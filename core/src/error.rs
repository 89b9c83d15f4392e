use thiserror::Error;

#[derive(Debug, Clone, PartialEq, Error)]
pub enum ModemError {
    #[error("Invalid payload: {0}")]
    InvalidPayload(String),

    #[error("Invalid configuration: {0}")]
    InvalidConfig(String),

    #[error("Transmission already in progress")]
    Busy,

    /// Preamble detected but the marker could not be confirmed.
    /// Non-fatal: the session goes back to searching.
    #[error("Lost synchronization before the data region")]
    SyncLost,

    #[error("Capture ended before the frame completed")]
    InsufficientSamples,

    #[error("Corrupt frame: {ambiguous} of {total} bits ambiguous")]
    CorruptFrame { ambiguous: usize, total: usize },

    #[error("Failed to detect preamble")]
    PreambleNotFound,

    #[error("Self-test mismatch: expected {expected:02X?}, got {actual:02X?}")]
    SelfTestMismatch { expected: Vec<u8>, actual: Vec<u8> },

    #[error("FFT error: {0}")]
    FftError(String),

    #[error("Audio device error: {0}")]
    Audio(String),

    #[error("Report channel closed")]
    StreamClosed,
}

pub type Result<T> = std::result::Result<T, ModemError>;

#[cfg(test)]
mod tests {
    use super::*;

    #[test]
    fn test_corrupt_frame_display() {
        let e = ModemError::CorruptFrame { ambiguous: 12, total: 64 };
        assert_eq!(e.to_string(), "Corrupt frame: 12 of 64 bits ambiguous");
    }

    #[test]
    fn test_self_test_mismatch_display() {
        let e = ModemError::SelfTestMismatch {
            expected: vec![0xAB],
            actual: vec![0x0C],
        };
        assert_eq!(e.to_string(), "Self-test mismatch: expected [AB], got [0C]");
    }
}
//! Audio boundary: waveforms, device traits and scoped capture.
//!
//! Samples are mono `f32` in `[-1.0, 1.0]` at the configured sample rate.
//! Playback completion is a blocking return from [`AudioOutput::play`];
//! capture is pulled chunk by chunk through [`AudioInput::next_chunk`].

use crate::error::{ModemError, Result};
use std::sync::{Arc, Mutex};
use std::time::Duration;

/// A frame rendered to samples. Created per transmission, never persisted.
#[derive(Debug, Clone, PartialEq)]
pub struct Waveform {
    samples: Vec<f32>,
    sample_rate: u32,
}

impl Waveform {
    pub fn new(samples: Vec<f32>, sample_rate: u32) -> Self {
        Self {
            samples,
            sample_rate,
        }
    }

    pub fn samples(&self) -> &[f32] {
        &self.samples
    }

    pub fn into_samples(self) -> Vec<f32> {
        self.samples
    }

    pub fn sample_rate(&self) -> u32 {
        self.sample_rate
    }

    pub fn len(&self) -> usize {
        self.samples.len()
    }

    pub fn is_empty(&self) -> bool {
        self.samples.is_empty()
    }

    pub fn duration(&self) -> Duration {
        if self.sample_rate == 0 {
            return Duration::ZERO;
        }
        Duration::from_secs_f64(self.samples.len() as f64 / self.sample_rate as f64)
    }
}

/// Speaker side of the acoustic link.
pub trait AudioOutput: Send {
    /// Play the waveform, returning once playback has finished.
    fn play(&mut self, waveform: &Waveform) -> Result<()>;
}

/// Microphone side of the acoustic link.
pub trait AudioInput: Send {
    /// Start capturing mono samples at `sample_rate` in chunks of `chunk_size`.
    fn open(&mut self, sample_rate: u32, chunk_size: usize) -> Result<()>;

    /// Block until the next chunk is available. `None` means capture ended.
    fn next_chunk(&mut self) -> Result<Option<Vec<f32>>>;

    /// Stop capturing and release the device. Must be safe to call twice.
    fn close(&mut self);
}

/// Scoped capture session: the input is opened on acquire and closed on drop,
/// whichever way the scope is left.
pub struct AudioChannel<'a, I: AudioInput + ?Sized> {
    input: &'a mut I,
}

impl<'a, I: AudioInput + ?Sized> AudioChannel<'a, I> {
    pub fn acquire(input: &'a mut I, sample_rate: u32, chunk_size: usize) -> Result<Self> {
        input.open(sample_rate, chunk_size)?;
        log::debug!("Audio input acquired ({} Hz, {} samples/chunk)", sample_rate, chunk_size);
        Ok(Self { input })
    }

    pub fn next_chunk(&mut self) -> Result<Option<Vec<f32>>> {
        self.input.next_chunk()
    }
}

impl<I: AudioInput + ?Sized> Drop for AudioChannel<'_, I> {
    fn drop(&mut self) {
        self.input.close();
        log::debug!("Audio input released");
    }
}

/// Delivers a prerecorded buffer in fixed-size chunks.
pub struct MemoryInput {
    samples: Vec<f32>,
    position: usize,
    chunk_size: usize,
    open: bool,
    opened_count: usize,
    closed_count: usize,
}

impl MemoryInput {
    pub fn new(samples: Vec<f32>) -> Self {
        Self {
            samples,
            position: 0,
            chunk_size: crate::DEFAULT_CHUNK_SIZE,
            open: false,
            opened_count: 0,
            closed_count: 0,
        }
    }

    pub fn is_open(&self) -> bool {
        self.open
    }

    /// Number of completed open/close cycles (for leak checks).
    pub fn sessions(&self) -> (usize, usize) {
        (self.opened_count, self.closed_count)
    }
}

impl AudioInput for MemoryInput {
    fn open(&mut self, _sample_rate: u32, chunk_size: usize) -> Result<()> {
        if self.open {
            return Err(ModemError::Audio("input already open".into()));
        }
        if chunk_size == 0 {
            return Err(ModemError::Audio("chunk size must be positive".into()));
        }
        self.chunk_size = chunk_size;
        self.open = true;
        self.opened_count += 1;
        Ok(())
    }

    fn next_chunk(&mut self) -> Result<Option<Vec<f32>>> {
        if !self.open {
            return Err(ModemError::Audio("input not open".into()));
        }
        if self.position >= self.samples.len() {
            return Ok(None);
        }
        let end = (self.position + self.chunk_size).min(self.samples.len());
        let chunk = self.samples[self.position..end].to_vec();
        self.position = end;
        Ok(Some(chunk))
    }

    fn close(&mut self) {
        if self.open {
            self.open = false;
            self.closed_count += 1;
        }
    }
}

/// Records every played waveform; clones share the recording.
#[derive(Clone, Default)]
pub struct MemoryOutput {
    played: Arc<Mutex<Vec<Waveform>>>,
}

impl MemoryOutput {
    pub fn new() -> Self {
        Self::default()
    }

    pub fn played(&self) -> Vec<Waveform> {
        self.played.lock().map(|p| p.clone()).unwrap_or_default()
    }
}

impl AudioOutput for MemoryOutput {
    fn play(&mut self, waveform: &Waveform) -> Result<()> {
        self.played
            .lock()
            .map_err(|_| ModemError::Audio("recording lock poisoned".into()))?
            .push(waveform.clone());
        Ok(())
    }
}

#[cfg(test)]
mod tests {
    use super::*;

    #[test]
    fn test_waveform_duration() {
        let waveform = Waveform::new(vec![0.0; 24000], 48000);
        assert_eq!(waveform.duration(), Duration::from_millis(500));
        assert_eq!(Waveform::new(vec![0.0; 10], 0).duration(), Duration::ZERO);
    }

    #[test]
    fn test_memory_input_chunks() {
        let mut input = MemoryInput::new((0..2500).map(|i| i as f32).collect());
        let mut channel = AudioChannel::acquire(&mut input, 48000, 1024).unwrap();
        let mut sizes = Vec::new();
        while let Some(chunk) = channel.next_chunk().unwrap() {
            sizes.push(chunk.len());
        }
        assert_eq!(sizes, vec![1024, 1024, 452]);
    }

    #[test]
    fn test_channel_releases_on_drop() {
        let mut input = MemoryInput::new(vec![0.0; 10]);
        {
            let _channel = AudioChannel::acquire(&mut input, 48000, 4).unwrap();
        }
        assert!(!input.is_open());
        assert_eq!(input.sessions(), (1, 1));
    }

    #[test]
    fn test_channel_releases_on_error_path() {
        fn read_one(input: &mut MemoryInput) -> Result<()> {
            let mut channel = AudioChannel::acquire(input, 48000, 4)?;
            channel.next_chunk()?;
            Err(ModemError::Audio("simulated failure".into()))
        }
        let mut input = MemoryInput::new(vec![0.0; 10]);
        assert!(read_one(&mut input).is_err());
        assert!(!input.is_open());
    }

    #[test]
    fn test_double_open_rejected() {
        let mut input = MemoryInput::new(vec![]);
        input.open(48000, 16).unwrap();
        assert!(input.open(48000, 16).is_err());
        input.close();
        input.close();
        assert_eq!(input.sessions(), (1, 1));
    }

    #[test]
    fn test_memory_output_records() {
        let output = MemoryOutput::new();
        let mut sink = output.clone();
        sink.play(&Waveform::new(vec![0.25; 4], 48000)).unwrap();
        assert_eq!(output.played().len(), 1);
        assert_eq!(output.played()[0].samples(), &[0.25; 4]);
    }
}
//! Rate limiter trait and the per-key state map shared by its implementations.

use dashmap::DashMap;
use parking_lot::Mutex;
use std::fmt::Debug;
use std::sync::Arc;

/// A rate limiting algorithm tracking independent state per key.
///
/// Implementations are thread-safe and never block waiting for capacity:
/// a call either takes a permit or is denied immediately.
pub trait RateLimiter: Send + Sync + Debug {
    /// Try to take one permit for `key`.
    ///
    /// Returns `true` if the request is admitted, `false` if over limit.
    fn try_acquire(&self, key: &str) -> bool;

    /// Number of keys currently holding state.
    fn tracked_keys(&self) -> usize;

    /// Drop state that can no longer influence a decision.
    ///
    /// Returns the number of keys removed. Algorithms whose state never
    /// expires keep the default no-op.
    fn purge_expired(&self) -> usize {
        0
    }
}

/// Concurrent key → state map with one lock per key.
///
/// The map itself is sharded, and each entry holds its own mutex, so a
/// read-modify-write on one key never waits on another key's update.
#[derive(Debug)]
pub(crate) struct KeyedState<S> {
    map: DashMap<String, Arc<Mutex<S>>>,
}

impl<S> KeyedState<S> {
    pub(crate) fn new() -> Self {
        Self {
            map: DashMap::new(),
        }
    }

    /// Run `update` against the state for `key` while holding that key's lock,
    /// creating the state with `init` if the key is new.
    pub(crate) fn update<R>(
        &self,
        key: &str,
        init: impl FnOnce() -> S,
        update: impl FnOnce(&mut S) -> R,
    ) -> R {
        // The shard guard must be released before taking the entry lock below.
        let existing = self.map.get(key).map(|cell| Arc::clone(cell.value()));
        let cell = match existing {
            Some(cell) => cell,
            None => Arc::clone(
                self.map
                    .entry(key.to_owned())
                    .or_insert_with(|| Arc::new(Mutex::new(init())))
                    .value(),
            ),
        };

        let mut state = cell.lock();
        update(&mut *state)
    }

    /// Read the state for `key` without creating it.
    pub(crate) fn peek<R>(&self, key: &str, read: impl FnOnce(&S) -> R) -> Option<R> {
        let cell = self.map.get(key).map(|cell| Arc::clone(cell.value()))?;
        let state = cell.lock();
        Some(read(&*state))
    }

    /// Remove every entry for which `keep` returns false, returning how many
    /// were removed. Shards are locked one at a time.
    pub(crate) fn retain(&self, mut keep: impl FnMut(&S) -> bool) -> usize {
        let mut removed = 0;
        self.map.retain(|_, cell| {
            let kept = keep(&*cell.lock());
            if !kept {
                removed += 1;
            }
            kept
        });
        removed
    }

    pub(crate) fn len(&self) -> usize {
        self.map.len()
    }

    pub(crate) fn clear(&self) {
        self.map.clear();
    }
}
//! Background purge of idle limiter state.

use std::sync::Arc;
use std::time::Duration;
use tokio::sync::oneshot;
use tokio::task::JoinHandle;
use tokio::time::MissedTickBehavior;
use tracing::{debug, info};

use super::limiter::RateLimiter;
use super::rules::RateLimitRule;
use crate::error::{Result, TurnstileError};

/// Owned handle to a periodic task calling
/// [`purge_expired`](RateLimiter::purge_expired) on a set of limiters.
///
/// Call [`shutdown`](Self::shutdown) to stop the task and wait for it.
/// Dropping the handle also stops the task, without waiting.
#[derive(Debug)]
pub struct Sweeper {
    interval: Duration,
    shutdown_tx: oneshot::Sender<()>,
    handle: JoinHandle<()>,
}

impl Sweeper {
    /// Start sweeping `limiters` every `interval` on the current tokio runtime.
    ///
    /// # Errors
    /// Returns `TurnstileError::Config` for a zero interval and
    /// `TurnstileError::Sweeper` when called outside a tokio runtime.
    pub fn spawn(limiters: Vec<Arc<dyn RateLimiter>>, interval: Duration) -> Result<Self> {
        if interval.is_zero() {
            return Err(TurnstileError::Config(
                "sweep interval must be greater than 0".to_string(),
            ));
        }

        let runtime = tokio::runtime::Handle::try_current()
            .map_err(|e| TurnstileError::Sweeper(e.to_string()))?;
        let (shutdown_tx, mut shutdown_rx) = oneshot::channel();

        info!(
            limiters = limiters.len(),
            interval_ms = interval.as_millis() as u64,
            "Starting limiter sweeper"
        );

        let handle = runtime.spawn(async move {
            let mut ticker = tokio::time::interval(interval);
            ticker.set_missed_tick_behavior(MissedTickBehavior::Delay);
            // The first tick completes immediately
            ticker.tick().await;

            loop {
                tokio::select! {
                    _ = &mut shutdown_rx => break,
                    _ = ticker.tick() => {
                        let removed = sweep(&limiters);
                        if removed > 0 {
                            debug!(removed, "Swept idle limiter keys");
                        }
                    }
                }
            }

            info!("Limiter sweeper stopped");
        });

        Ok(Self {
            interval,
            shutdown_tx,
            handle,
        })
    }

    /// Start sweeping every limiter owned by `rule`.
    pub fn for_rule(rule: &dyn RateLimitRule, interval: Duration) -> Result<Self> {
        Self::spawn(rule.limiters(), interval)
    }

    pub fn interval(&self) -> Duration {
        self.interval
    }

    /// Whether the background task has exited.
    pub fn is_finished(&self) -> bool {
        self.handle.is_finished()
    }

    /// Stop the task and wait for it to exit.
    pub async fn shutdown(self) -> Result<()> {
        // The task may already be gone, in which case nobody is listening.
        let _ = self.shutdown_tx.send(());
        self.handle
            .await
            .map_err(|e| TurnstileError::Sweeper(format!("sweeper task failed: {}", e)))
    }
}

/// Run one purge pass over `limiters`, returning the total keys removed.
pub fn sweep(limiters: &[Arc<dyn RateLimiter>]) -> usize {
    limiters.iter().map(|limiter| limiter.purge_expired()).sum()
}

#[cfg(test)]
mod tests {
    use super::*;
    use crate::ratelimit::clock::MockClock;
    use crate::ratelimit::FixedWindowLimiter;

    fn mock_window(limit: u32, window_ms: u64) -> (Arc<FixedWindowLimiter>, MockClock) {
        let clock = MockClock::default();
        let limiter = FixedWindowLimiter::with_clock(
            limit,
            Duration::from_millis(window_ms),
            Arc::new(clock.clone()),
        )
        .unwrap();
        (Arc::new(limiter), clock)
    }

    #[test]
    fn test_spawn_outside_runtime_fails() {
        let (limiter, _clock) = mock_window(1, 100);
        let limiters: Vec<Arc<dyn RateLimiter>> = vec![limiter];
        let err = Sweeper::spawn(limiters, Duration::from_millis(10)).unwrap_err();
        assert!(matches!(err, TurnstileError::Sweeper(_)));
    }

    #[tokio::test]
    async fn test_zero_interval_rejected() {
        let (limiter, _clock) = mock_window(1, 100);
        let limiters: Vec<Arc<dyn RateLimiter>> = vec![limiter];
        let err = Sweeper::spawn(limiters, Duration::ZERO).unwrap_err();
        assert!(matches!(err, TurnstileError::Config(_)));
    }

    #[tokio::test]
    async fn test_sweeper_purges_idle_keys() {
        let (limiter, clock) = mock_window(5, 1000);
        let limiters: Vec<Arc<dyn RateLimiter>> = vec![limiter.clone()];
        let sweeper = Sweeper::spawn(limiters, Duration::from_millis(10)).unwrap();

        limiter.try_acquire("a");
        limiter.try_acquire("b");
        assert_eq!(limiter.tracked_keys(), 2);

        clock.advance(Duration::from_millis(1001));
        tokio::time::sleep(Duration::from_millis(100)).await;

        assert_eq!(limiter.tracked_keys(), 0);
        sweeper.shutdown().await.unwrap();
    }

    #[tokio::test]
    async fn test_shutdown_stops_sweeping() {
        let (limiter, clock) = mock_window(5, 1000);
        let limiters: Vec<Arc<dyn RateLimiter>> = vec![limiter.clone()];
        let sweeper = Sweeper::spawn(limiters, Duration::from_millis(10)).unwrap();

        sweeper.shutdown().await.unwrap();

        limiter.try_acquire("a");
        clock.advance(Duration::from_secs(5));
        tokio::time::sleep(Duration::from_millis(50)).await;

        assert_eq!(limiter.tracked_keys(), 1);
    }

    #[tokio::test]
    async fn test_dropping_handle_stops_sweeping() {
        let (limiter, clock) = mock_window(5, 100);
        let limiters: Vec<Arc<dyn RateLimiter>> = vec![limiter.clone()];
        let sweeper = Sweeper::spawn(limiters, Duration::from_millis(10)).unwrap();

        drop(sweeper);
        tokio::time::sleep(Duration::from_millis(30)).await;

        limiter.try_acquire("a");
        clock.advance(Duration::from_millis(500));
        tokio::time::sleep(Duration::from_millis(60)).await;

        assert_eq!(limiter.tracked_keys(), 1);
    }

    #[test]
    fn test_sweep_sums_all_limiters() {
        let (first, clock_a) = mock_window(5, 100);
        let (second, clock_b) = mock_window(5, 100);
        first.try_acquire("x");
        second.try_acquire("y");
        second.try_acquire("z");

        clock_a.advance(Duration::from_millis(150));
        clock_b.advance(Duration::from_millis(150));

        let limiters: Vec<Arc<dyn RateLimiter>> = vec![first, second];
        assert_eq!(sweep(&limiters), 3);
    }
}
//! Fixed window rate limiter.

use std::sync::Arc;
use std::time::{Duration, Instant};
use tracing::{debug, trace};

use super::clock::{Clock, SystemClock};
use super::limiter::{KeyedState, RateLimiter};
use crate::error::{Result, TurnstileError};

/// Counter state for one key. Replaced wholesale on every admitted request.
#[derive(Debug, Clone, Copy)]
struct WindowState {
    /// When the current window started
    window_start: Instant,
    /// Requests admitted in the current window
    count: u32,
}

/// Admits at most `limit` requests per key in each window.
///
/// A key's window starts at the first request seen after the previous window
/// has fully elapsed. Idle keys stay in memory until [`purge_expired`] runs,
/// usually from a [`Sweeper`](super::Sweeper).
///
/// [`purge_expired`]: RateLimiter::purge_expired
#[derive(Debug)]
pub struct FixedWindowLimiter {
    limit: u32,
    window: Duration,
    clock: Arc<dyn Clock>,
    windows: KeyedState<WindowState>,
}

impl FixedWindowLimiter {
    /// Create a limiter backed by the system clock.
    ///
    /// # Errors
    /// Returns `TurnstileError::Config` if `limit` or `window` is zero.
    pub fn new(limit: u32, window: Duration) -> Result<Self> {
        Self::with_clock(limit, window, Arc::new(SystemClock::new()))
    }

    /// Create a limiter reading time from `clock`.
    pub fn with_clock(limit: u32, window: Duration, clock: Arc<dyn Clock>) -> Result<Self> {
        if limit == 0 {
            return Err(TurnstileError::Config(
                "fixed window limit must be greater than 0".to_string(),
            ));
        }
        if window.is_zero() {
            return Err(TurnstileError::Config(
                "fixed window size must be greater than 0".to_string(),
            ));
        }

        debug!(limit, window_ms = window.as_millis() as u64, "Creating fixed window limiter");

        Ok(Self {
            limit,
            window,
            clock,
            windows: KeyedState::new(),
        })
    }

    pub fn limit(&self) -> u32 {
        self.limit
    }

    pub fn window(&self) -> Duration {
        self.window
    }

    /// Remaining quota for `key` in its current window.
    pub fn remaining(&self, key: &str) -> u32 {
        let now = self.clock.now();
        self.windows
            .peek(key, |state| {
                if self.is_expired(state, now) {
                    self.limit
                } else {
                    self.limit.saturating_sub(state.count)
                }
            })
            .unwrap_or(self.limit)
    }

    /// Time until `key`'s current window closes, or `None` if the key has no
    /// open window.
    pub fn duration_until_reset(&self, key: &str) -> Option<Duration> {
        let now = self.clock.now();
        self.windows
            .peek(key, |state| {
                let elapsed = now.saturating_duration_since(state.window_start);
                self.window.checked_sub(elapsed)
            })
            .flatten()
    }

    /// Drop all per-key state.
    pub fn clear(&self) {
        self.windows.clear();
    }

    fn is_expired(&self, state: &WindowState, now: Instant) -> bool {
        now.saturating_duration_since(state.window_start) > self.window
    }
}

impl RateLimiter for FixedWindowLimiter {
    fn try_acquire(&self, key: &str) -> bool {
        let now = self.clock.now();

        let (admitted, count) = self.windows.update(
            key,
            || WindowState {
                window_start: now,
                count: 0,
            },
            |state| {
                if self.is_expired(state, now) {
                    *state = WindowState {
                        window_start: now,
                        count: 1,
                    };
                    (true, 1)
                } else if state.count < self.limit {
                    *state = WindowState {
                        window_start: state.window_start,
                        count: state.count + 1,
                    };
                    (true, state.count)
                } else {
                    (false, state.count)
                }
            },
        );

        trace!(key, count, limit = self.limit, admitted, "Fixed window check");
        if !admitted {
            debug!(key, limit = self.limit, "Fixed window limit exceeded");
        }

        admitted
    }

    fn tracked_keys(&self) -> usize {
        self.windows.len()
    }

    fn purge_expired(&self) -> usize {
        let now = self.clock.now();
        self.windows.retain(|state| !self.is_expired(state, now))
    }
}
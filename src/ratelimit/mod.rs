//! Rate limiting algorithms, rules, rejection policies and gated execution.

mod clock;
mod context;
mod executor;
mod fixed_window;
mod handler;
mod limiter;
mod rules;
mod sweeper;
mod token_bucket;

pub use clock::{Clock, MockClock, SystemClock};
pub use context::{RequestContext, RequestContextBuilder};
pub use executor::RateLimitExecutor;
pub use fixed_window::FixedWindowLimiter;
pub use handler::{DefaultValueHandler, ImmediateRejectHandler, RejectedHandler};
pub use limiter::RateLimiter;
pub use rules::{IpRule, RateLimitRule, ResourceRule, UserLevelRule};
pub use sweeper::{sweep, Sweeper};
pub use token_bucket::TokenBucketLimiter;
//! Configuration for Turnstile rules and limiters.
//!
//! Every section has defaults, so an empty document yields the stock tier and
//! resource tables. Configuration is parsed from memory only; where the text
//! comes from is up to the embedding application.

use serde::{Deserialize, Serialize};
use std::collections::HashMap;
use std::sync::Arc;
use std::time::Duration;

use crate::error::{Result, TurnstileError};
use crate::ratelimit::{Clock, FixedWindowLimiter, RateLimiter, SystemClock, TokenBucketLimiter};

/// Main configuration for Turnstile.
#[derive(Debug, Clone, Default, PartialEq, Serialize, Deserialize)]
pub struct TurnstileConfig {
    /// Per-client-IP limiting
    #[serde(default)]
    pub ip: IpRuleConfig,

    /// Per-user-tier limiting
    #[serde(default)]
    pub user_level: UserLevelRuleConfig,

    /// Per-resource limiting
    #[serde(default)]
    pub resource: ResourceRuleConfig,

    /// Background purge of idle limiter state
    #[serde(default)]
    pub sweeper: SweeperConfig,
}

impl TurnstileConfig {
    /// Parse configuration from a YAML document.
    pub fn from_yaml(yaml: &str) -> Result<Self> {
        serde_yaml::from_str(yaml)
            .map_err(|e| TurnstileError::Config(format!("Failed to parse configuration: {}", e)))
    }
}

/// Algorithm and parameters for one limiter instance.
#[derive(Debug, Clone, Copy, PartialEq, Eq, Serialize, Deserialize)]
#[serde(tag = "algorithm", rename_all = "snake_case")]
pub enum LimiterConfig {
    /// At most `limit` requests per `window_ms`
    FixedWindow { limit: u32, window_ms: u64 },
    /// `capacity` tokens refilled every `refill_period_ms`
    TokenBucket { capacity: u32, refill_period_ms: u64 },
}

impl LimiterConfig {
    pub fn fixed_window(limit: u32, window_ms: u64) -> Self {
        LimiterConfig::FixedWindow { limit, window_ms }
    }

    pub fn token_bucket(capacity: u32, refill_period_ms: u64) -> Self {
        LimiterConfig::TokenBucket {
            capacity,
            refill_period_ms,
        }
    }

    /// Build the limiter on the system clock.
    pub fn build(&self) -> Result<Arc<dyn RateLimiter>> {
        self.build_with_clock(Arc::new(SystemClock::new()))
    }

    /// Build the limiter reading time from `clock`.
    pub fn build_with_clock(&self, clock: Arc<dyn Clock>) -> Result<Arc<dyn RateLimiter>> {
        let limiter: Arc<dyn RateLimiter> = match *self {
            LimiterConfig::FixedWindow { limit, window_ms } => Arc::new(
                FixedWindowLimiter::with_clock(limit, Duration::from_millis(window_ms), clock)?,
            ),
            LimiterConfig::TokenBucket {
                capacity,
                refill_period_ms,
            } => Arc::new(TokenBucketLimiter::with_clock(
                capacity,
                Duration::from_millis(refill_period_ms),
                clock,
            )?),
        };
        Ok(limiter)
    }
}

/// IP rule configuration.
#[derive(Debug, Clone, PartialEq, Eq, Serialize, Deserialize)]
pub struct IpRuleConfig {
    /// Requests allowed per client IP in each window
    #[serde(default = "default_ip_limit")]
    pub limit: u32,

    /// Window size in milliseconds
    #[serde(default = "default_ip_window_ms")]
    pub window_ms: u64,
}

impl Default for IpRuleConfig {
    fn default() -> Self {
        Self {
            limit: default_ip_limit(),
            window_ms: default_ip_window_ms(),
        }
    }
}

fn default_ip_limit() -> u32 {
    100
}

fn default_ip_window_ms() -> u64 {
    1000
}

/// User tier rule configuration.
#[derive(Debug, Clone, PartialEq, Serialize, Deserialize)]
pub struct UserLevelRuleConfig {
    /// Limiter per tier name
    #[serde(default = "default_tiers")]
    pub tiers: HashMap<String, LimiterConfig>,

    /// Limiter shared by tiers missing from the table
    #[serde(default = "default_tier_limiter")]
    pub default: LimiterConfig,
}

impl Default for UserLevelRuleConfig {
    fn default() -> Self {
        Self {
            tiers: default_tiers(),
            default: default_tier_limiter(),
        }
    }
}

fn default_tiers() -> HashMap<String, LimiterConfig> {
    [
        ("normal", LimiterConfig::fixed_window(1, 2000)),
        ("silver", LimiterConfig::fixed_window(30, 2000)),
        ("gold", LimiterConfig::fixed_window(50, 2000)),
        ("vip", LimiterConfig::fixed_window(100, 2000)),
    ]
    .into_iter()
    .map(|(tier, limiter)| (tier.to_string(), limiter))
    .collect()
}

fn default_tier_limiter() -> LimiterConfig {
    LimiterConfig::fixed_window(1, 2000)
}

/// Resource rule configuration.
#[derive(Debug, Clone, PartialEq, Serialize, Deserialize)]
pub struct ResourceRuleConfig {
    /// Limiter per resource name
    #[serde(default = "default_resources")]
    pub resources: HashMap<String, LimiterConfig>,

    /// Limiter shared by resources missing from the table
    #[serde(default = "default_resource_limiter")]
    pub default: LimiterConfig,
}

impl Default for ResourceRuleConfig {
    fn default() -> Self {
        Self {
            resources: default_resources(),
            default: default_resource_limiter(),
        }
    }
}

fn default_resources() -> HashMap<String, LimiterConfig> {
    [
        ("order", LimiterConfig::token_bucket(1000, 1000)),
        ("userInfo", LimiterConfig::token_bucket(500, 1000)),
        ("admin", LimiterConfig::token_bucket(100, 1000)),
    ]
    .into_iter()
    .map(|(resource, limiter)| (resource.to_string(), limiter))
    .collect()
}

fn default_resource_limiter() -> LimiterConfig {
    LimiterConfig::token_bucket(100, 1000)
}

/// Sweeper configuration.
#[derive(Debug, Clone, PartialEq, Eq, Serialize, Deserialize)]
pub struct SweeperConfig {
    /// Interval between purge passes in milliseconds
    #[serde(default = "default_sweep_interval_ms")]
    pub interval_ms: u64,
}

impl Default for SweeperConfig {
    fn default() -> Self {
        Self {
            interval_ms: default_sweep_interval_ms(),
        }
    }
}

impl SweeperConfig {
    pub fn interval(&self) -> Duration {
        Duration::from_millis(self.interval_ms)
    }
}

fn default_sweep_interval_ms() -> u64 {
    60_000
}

- - - - - - -

— Problem details —
Look through the entries for the string "sizes". Every line that has it belongs in the answer.

— Reply —
        let mut sizes = Vec::new();
            sizes.push(chunk.len());
        assert_eq!(sizes, vec![1024, 1024, 452]);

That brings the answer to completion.